Climate scientists and evolutionary biologists love Bill Nye.
Keith Kloor, at his Discover blog Collide-a-Scape, describes him as a “stalwart defender of evolution and climate science” who “relishes verbal debate” and has “become known for taking on creationists and climate skeptics.”
But Nye hasn’t fared nearly as well with defenders of genetically engineered foods. According to Kloor, a 2005 episode of Nye’s television show that looked at genetically engineered crops split defenders of GMOs, some of whom thought he mischaracterized the science while others thought he was right to address the fears.
Kloor isn’t terribly fond of Nye’s position on GMOs, although he mostly criticizes Nye for sins of omission. He quotes a recent reddit exchange in which Nye wrote, in part, “I stand by my assertions that although you can know what happens to any individual species that you modify, you cannot be certain what will happen to the ecosystem.”
That doesn’t strike me as especially controversial, but Kloor was disappointed:
Hmm. It’s interesting that Nye doesn’t bother to express disapproval at the incessant fear-mongering and misinformation that has polluted the public discourse on GMOs–a main point raised by the questioner. Nye could have acknowledged this unfortunate state of affairs and even perhaps mentioned that all the world’s major science bodies and institutions have looked carefully at the technology and not found it harmful to human health or the environment. That alone would have meant a lot coming from someone with his stature.
Instead, he avoids the main thrust of the questioner’s comment, invokes an absolutist version of the precautionary principle (rebutted effectively here in the case of GMOs) and closes with some odd remarks about malnourished fat people and an image of him stroking his chin.
Where Kloor writes that “all the world’s major science bodies and institutions” have concluded that agricultural biotechnology is not harmful, he links to a blog post in which Ramez Naam, who identifies himself as a computer scientist and futurist, talks about the safety of GMOs, and cites some of the science bodies that have evaluated the safety of GMOs.
The problem with Kloor’s post–and with many of the reports, blog posts, and reports reassuring us about the safety of GMOs–is that the science is always a little bit more complicated than the blanket assertions of safety would have us believe.
On Nov. 10, Kloor published an open letter to Nye from a plant scientist—Kevin Folta at the University of Florida, Gainesville. Folta wrote, “Over almost two decades, agricultural biotechnology has shown to safely and effectively aid farmers, and offers future promise to deliver higher quality food, more sustainably.”
There is the blanket assertion again: Twenty years of research, and all is well.
The link under “has shown” goes to a 2010 report by the National Research Council of the National Academy of Science. Naam cites the same report, entitled “The Impact of Genetically Engineered Crops on Farm Sustainability in the United States.” It is cited often, and it is often used as the cornerstone of arguments that genetically modified foods are safe.
But its findings are much more subtle and much more complicated than that. They are far from a blanket defense of GMOs.
Many of the key findings are favorable for GMOs, as summarized at the top of the report: “In general, the committee finds that genetic-engineering technology has produced substantial net environmental and economic benefits to U.S. farmers compared with non-GE crops in conventional agriculture.”

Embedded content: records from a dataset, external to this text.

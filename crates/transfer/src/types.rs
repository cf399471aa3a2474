use bytes::Bytes;
use chrono::{DateTime, Utc};
use photoloom_protocol::{ChunkStatus, TargetStatus};
use serde::{Deserialize, Serialize};
use uuid::Uuid;

/// The logical object being uploaded and assembled.
#[derive(Debug, Clone, PartialEq, Serialize, Deserialize)]
#[serde(rename_all = "camelCase")]
pub struct UploadTarget {
    pub id: Uuid,
    pub owner_id: Uuid,
    pub file_name: String,
    pub content_type: String,
    pub total_bytes: u64,
    /// Size of every chunk except possibly the last.
    pub chunk_size: u64,
    /// Fixed when the target is created.
    pub total_chunks: u32,
    pub status: TargetStatus,
    pub created_at: DateTime<Utc>,
}

impl UploadTarget {
    pub fn new(
        owner_id: Uuid,
        file_name: impl Into<String>,
        content_type: impl Into<String>,
        total_bytes: u64,
        chunk_size: u64,
        total_chunks: u32,
    ) -> Self {
        Self {
            id: Uuid::new_v4(),
            owner_id,
            file_name: file_name.into(),
            content_type: content_type.into(),
            total_bytes,
            chunk_size,
            total_chunks,
            status: TargetStatus::Uploading,
            created_at: Utc::now(),
        }
    }

    /// Byte length chunk `index` must have: `chunk_size` for all but the
    /// last, which carries the remainder.
    pub fn expected_chunk_len(&self, index: u32) -> u64 {
        let before = u64::from(index) * self.chunk_size;
        if index + 1 == self.total_chunks {
            self.total_bytes.saturating_sub(before)
        } else {
            self.chunk_size
        }
    }

    /// Permanent key of the assembled object.
    pub fn object_key(&self) -> String {
        object_key(self.owner_id, self.id)
    }
}

/// One received fragment of an upload target.
#[derive(Debug, Clone, PartialEq, Serialize, Deserialize)]
#[serde(rename_all = "camelCase")]
pub struct ChunkRecord {
    pub target_id: Uuid,
    pub index: u32,
    pub size: u64,
    /// SHA-256 hex digest of the chunk bytes.
    pub checksum: String,
    pub received_at: DateTime<Utc>,
    pub status: ChunkStatus,
    pub retry_count: u32,
}

impl ChunkRecord {
    pub fn pending(target_id: Uuid, index: u32, size: u64, checksum: String) -> Self {
        Self {
            target_id,
            index,
            size,
            checksum,
            received_at: Utc::now(),
            status: ChunkStatus::Pending,
            retry_count: 0,
        }
    }

    pub fn key(&self) -> String {
        chunk_key(self.target_id, self.index)
    }
}

/// Parameters for declaring a new upload.
#[derive(Debug, Clone, PartialEq, Serialize, Deserialize)]
#[serde(rename_all = "camelCase")]
pub struct InitUpload {
    pub file_name: String,
    #[serde(default = "default_content_type")]
    pub content_type: String,
    pub total_bytes: u64,
    /// Overrides the configured chunk size.
    #[serde(default, skip_serializing_if = "Option::is_none")]
    pub chunk_size: Option<u64>,
}

fn default_content_type() -> String {
    "application/octet-stream".into()
}

/// One chunk as handed to the receiver.
#[derive(Debug, Clone)]
pub struct ChunkSubmission {
    pub target_id: Uuid,
    pub index: u32,
    pub total_chunks: u32,
    pub data: Bytes,
    /// Client-computed SHA-256 hex digest; computed server-side when absent.
    pub checksum: Option<String>,
}

/// Storage key of a chunk fragment.
pub fn chunk_key(target_id: Uuid, index: u32) -> String {
    format!("{target_id}/chunks/chunk_{index}")
}

/// Storage key of an assembled object.
pub fn object_key(owner_id: Uuid, target_id: Uuid) -> String {
    format!("{owner_id}/{target_id}")
}

#[cfg(test)]
mod tests {
    use super::*;

    #[test]
    fn key_layout() {
        let target = Uuid::parse_str("6f1c9d2e-8a41-4f0b-9b6e-2d5c7a3e1f90").unwrap();
        let owner = Uuid::parse_str("0b7e4a1c-3d2f-4e5a-8b9c-1d2e3f4a5b6c").unwrap();
        assert_eq!(
            chunk_key(target, 3),
            "6f1c9d2e-8a41-4f0b-9b6e-2d5c7a3e1f90/chunks/chunk_3"
        );
        assert_eq!(
            object_key(owner, target),
            "0b7e4a1c-3d2f-4e5a-8b9c-1d2e3f4a5b6c/6f1c9d2e-8a41-4f0b-9b6e-2d5c7a3e1f90"
        );
    }

    #[test]
    fn new_target_starts_uploading() {
        let target = UploadTarget::new(Uuid::new_v4(), "cat.jpg", "image/jpeg", 300, 100, 3);
        assert_eq!(target.status, TargetStatus::Uploading);
        assert_eq!(target.object_key(), object_key(target.owner_id, target.id));
    }

    #[test]
    fn last_chunk_carries_the_remainder() {
        let target = UploadTarget::new(Uuid::new_v4(), "cat.jpg", "image/jpeg", 250, 100, 3);
        assert_eq!(target.expected_chunk_len(0), 100);
        assert_eq!(target.expected_chunk_len(1), 100);
        assert_eq!(target.expected_chunk_len(2), 50);

        let single = UploadTarget::new(Uuid::new_v4(), "cat.jpg", "image/jpeg", 7, 100, 1);
        assert_eq!(single.expected_chunk_len(0), 7);
    }

    #[test]
    fn init_upload_defaults_content_type() {
        let init: InitUpload =
            serde_json::from_str(r#"{"fileName":"a.png","totalBytes":10}"#).unwrap();
        assert_eq!(init.content_type, "application/octet-stream");
        assert!(init.chunk_size.is_none());
    }
}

But the summary goes on. “However, the benefits have not been universal; some may decline over time; and the potential benefits and risks associated with the future development of the technology are likely to become more numerous as it is applied to a greater variety of crops.” Furthermore, “the social effects of agricultural biotechnology have largely been unexplored, in part because of an absence of support for research on them.”
That is far from a blanket assertion of the safety of GMO foods. And as the report breaks down the findings in more detail, it raises other concerns: The reliance on crops engineered to be resistant to the herbicide glyphosate is now reducing glyphosate’s effectiveness. The potential risk of engineered alterations moving to weeds may increase as the traits are introduced into more crops. The effect of genetically engineered crops on prices received by farmers “is not completely understood.” How the use of GMOs affects non-GMO producers has “not received adequate research.”
Research on the dissemination of earlier technological development in agriculture suggests that favorable and unfavorable social impacts exist from the dissemination of genetic-engineering technology. However, these impacts have not been identified or analyzed.
I’m cherry picking the negative findings; most were positive. But the point I’m making is that we should not characterize this report as showing that GMOs are safe or that all of the necessary research on GMOs has been done.
Science writers would do well to be careful when they characterize this and other reports on the safety of GMOs. It’s fine for Kloor and others to question Bill Nye, or me, or anyone. But Nye’s beliefs or statements are not the main issue. What’s important is not what he thinks, but that when we write about GMOs, we get the science–and the qualifiers–right.